> [Material to process]

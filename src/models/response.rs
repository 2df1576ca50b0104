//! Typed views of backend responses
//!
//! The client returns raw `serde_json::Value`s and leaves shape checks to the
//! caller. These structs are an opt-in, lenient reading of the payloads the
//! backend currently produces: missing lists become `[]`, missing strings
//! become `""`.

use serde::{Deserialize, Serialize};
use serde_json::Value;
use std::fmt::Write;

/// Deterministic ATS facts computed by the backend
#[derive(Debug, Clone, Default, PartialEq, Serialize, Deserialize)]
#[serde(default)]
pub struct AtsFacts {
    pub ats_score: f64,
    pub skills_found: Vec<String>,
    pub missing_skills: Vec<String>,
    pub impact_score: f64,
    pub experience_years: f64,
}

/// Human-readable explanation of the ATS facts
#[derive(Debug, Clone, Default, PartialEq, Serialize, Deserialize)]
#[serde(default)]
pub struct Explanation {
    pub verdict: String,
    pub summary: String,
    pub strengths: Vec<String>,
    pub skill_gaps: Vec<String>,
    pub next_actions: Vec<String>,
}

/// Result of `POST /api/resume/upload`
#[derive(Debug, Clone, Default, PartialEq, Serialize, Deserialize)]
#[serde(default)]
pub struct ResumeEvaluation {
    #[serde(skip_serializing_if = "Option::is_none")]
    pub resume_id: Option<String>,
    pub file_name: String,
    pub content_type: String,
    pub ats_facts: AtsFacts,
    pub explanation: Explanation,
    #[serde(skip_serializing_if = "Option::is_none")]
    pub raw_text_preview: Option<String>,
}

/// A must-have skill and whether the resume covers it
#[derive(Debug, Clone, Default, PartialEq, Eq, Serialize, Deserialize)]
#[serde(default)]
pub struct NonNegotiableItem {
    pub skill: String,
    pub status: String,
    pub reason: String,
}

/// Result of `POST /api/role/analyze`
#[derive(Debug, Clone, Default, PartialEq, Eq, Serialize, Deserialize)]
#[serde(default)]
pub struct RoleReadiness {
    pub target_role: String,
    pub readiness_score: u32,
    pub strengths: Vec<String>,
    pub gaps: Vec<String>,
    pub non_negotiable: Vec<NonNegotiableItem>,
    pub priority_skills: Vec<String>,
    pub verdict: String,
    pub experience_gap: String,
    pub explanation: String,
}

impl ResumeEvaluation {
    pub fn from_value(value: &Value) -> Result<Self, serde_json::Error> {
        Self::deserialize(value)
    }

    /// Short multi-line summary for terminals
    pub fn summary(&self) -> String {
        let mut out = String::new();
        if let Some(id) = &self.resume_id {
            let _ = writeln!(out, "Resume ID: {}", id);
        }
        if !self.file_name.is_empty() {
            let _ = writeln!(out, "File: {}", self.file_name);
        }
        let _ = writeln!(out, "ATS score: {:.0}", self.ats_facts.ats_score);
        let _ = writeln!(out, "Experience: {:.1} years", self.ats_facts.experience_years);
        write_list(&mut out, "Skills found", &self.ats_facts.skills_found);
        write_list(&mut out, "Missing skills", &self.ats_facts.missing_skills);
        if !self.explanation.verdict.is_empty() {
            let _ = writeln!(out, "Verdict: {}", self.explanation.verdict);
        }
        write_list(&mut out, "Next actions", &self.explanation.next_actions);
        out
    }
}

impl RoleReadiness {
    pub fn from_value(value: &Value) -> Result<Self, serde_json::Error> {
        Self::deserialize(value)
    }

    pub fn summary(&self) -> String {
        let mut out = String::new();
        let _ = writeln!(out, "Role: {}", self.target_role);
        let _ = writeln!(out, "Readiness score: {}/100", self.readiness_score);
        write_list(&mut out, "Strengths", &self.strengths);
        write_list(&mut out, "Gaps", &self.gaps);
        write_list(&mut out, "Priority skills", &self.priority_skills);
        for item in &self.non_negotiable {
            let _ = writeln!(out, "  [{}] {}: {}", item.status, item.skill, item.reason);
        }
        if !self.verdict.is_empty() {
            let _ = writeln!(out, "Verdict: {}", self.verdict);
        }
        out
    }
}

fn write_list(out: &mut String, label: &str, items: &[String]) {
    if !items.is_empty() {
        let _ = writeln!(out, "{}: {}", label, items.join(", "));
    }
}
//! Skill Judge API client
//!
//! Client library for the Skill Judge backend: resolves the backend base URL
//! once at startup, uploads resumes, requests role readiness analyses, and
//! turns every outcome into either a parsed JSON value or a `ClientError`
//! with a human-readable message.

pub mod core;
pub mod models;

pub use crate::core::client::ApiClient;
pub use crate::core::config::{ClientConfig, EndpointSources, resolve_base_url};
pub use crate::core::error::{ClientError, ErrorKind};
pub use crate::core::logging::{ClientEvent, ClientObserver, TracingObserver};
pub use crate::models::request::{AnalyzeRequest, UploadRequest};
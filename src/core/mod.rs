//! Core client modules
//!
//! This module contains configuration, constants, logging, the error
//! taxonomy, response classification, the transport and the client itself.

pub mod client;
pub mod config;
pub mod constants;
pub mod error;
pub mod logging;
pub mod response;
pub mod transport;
...
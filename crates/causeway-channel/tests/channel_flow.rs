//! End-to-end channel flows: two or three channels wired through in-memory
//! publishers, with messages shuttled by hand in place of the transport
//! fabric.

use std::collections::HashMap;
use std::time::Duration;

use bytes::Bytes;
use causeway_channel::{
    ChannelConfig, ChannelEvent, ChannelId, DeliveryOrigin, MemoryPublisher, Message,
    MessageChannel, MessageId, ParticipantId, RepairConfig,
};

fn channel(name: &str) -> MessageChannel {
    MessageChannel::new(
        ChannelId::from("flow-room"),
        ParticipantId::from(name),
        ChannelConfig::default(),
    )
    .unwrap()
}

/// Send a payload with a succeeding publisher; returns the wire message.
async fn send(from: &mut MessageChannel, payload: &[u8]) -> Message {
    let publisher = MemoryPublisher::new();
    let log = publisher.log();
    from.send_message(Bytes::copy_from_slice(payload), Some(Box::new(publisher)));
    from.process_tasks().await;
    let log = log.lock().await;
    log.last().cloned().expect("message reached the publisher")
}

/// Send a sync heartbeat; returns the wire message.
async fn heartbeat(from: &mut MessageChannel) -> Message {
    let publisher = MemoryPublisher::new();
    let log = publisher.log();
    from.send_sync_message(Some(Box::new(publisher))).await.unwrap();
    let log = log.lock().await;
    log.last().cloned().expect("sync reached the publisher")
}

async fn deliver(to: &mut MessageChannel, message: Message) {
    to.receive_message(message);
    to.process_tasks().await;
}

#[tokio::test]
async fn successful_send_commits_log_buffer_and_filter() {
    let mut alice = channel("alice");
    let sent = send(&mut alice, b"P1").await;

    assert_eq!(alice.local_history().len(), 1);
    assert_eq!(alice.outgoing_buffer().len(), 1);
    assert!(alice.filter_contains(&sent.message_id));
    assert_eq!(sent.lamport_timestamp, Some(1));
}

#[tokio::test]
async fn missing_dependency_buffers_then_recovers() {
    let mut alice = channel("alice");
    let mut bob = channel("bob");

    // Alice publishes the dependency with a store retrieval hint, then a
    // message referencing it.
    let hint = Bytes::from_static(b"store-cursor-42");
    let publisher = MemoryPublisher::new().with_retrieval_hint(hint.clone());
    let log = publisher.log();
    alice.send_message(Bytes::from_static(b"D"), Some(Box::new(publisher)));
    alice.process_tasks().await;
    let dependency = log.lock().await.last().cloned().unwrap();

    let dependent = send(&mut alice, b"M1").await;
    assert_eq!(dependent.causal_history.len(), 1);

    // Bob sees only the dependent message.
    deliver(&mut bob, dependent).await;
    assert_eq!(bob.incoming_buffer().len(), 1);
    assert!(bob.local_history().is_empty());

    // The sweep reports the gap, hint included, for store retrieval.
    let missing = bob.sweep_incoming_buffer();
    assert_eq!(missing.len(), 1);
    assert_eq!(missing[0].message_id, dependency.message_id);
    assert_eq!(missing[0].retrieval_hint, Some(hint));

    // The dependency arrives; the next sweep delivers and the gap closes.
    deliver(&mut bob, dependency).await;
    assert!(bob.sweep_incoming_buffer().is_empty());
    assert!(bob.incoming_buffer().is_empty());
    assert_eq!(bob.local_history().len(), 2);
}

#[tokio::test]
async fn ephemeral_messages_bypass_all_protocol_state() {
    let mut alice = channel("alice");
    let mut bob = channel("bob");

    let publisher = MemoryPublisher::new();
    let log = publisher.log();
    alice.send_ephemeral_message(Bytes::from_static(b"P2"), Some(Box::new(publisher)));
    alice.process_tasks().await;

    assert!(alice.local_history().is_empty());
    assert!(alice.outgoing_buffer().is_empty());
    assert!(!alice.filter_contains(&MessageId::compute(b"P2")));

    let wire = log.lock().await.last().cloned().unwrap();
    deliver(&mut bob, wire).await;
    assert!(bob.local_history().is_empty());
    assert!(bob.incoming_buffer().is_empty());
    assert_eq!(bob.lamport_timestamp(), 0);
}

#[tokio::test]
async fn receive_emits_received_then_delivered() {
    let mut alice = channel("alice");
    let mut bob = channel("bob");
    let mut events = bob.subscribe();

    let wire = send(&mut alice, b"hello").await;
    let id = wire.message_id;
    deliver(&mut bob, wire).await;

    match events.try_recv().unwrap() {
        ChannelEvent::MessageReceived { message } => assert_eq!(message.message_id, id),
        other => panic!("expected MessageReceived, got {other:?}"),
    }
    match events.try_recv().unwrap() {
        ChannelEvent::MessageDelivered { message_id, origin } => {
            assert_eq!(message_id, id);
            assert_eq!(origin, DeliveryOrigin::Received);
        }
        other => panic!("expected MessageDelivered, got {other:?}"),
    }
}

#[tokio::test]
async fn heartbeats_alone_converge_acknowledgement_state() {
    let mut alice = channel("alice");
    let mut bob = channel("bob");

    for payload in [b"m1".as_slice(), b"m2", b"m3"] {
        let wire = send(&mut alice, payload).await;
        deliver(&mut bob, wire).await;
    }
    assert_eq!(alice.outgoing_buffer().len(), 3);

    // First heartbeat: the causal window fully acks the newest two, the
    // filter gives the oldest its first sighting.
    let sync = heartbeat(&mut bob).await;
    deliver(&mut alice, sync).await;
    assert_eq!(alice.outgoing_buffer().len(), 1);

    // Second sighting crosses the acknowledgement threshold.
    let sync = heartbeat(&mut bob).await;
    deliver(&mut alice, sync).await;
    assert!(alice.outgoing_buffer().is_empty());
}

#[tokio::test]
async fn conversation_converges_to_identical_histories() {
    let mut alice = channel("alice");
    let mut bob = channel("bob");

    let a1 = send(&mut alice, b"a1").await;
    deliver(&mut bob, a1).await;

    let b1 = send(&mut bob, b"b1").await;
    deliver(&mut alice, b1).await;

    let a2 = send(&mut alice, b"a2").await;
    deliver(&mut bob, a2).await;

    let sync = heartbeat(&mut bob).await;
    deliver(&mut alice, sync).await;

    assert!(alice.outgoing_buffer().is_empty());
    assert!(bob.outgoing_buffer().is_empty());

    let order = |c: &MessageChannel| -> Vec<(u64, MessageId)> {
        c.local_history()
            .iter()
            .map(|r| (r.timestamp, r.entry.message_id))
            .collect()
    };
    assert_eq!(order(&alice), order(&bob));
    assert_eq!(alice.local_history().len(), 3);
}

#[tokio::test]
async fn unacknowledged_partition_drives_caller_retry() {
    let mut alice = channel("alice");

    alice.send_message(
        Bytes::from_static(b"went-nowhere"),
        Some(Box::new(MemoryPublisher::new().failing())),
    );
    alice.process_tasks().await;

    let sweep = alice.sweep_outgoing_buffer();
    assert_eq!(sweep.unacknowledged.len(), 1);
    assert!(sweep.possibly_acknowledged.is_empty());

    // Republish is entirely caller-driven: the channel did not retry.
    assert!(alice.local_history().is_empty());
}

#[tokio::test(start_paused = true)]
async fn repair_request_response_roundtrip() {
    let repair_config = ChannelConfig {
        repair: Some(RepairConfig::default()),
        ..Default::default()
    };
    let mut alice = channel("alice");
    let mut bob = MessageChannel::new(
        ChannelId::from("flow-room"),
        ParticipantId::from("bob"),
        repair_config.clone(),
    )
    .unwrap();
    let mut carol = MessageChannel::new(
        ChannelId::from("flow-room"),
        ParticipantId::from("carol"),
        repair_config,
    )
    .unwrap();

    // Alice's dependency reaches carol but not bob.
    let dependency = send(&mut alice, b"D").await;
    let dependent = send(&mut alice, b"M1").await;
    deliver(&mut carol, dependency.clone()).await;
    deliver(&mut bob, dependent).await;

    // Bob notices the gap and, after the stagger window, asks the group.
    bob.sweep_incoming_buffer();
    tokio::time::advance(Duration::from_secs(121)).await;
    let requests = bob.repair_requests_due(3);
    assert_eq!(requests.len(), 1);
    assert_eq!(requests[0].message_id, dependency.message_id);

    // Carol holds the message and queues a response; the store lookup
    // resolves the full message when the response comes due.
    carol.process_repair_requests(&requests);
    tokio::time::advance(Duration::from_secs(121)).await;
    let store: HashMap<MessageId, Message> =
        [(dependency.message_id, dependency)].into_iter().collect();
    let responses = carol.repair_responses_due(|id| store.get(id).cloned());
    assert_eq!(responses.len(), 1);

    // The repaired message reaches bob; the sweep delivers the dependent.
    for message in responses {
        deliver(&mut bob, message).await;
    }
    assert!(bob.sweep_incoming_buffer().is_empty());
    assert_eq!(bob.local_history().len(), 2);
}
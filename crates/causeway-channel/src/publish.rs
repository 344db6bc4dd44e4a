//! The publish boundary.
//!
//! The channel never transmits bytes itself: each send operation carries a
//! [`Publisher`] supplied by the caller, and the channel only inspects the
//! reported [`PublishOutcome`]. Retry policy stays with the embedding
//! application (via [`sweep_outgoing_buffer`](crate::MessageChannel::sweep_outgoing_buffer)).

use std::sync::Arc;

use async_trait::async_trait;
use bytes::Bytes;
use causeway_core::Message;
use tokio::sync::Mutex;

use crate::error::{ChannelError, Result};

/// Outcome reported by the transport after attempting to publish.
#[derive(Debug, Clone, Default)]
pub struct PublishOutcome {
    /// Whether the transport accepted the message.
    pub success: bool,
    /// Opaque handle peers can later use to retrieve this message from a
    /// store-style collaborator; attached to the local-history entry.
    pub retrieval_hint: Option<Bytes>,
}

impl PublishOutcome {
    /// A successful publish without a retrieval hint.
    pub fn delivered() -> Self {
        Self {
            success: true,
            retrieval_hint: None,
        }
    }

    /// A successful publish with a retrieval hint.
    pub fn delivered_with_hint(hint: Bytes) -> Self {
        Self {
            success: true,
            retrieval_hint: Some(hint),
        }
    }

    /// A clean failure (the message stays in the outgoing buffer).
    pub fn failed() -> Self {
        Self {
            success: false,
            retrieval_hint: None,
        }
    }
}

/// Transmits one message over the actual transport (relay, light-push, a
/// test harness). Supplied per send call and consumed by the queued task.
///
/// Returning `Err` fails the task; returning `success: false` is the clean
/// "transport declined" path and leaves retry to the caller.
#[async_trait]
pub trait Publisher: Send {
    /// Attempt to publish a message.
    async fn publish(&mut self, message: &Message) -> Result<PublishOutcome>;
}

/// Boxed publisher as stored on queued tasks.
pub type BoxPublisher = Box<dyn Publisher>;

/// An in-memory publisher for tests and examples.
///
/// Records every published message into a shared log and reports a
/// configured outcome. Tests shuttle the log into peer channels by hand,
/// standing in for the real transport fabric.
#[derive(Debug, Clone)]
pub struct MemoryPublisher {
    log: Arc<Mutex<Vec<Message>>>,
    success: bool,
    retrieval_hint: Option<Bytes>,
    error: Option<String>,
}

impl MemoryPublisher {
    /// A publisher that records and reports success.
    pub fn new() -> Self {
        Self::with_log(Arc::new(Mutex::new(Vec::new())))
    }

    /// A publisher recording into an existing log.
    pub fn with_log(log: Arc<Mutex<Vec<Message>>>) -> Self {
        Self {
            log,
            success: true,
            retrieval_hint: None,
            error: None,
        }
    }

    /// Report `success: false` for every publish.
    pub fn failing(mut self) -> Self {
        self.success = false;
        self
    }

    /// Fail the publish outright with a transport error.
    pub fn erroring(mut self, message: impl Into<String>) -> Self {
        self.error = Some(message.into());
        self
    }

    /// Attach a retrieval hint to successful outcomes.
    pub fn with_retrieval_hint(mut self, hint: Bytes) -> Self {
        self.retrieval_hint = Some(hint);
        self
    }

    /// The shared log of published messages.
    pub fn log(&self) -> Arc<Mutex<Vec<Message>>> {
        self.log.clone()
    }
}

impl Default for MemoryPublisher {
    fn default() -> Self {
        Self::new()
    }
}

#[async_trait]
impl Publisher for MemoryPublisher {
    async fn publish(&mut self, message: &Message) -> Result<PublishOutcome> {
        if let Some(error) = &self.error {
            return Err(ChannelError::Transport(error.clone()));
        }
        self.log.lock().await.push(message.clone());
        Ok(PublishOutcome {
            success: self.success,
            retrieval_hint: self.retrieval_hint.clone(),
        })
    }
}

> [What to produce] The expected output is exactly the lines of the listing above between the line holding "async fn repair_request_response_roundtrip()" and the line holding "use std::sync::Arc;", inclusive.

> [Answer]
async fn repair_request_response_roundtrip() {
    let repair_config = ChannelConfig {
        repair: Some(RepairConfig::default()),
        ..Default::default()
    };
    let mut alice = channel("alice");
    let mut bob = MessageChannel::new(
        ChannelId::from("flow-room"),
        ParticipantId::from("bob"),
        repair_config.clone(),
    )
    .unwrap();
    let mut carol = MessageChannel::new(
        ChannelId::from("flow-room"),
        ParticipantId::from("carol"),
        repair_config,
    )
    .unwrap();

    // Alice's dependency reaches carol but not bob.
    let dependency = send(&mut alice, b"D").await;
    let dependent = send(&mut alice, b"M1").await;
    deliver(&mut carol, dependency.clone()).await;
    deliver(&mut bob, dependent).await;

    // Bob notices the gap and, after the stagger window, asks the group.
    bob.sweep_incoming_buffer();
    tokio::time::advance(Duration::from_secs(121)).await;
    let requests = bob.repair_requests_due(3);
    assert_eq!(requests.len(), 1);
    assert_eq!(requests[0].message_id, dependency.message_id);

    // Carol holds the message and queues a response; the store lookup
    // resolves the full message when the response comes due.
    carol.process_repair_requests(&requests);
    tokio::time::advance(Duration::from_secs(121)).await;
    let store: HashMap<MessageId, Message> =
        [(dependency.message_id, dependency)].into_iter().collect();
    let responses = carol.repair_responses_due(|id| store.get(id).cloned());
    assert_eq!(responses.len(), 1);

    // The repaired message reaches bob; the sweep delivers the dependent.
    for message in responses {
        deliver(&mut bob, message).await;
    }
    assert!(bob.sweep_incoming_buffer().is_empty());
    assert_eq!(bob.local_history().len(), 2);
}
filename crates/causeway-channel/src/publish.rs
repository 344db6bc4dd44e4a
//! The publish boundary.
//!
//! The channel never transmits bytes itself: each send operation carries a
//! [`Publisher`] supplied by the caller, and the channel only inspects the
//! reported [`PublishOutcome`]. Retry policy stays with the embedding
//! application (via [`sweep_outgoing_buffer`](crate::MessageChannel::sweep_outgoing_buffer)).

use std::sync::Arc;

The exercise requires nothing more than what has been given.